O diretor artístico da Parada do Orgulho LGBT+ de São Paulo, Heitor Werneck, afirmou que a edição de 30 anos do evento enfrenta uma das maiores crises financeiras de sua história.
Segundo ele, artistas como Gloria Groove, Pabllo Vittar e Urias decidiram reduzir ou abrir mão de parte dos cachês para ajudar na realização da Parada em 2026.
“Estamos fazendo um evento praticamente sem dinheiro”

De acordo com Werneck, a dificuldade de captação aumentou por conta da redução de patrocínios privados e do receio de empresas em se associarem ao evento.
“Gloria Groove e Pabllo Vittar abriram mão do cachê integral e vão receber apenas metade.
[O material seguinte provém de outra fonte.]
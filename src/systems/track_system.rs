// src/systems/track_system.rs

use log::info;

use super::context::SystemContext;
use crate::components::checkpoint::Checkpoint;
use crate::components::line_segment::LineSegment;
use crate::components::track::Track;
use crate::ecs::entity::{Entity, EntityKey};
use crate::ecs::system::System;
use crate::ecs::world::World;
use crate::error::GameError;
use crate::events::GameEvent;
use crate::protocol::{CheckpointSpec, Identity, ModuleId, TrackId, TrackSpec, TrackView};
use crate::registry::Role;

/// Stores course geometry. Tracks are immutable once created.
#[derive(Debug, Clone, Copy)]
pub struct TrackSystem {
    address: Identity,
}

impl TrackSystem {
    pub const ID: ModuleId = ModuleId::from_static("race.systems.TrackSystem");

    pub fn new(address: Identity) -> Self {
        Self { address }
    }

    /// Stores `spec` as a new track. Only managers may create tracks. A track
    /// needs at least one checkpoint, and every checkpoint at least one line
    /// of non-zero length.
    pub fn create_track(
        &self,
        ctx: &mut SystemContext<'_>,
        caller: Identity,
        spec: TrackSpec,
    ) -> Result<TrackId, GameError> {
        ctx.require_active(self)?;
        ctx.authority().require_role(Role::Manager, caller)?;
        validate_track(&spec)?;

        let track_id = ctx.update_counters(self, |counters| counters.next_track_id())?;

        let mut track = Track::default();
        for (index, line) in spec.lines.iter().enumerate() {
            let entity = ctx.spawn_keyed(EntityKey::TrackLine { track: track_id, index: index as u32 });
            ctx.write(self, entity, *line)?;
            track.lines.push(entity);
        }
        for (cp_index, checkpoint) in spec.checkpoints.iter().enumerate() {
            let cp_index = cp_index as u32;
            let mut lines = Vec::with_capacity(checkpoint.lines.len());
            for (index, line) in checkpoint.lines.iter().enumerate() {
                let entity = ctx.spawn_keyed(EntityKey::CheckpointLine {
                    track: track_id,
                    checkpoint: cp_index,
                    index: index as u32,
                });
                ctx.write(self, entity, *line)?;
                lines.push(entity);
            }
            let entity = ctx.spawn_keyed(EntityKey::Checkpoint { track: track_id, index: cp_index });
            ctx.write(self, entity, Checkpoint { lines })?;
            track.checkpoints.push(entity);
        }

        let entity = ctx.spawn_keyed(EntityKey::Track(track_id));
        ctx.write(self, entity, track)?;
        ctx.emit(GameEvent::TrackCreated { track_id });

        info!(
            "TrackSystem: {} created by {} ({} lines, {} checkpoints)",
            track_id,
            caller,
            spec.lines.len(),
            spec.checkpoints.len()
        );
        Ok(track_id)
    }

    pub fn get_track(world: &World, track_id: TrackId) -> Result<TrackView, GameError> {
        let track = world
            .entity(&EntityKey::Track(track_id))
            .and_then(|entity| world.get_component::<Track>(entity))
            .ok_or(GameError::TrackNotFound(track_id))?;

        let checkpoints = track
            .checkpoints
            .iter()
            .map(|&entity| CheckpointSpec {
                lines: world
                    .get_component::<Checkpoint>(entity)
                    .map(|cp| lines_of(world, &cp.lines))
                    .unwrap_or_default(),
            })
            .collect();

        Ok(TrackView { id: track_id, lines: lines_of(world, &track.lines), checkpoints })
    }
}

impl System for TrackSystem {
    fn id(&self) -> ModuleId {
        Self::ID
    }

    fn address(&self) -> Identity {
        self.address
    }
}

/// Without a checkpoint nobody could ever finish, and a zero-length line can
/// only be touched at a single cell.
fn validate_track(spec: &TrackSpec) -> Result<(), GameError> {
    if spec.checkpoints.is_empty() {
        return Err(GameError::InvalidTrack("track has no checkpoints".into()));
    }
    for (index, checkpoint) in spec.checkpoints.iter().enumerate() {
        if checkpoint.lines.is_empty() {
            return Err(GameError::InvalidTrack(format!("checkpoint {index} has no lines")));
        }
        if checkpoint.lines.iter().any(LineSegment::is_degenerate) {
            return Err(GameError::InvalidTrack(format!("checkpoint {index} has a zero-length line")));
        }
    }
    Ok(())
}

fn lines_of(world: &World, entities: &[Entity]) -> Vec<LineSegment> {
    entities
        .iter()
        .filter_map(|&entity| world.get_component::<LineSegment>(entity).copied())
        .collect()
}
Urias também topou reduzir”, declarou o diretor artístico.
Ele também criticou o que considera um afastamento institucional da comunidade LGBTQIA+ fora do período comercial do Mês do Orgulho.
Diretor critica redução de apoio institucional
Segundo Heitor Werneck, a Parada movimenta setores como turismo, hotelaria, comércio e transporte em diversas regiões da cidade, mas ainda enfrenta resistência política e dificuldades de financiamento.
O diretor também afirmou que propostas para restringir ou dificultar a realização da Parada na Avenida Paulista se repetem todos os anos.
Evento completa 30 anos em 2026
A edição de 2026 da Parada do Orgulho LGBT+ de São Paulo terá como tema “A voz da urna é a voz do povo” e deve reforçar debates sobre representatividade, ocupação do espaço público e direitos da população LGBTQIA+.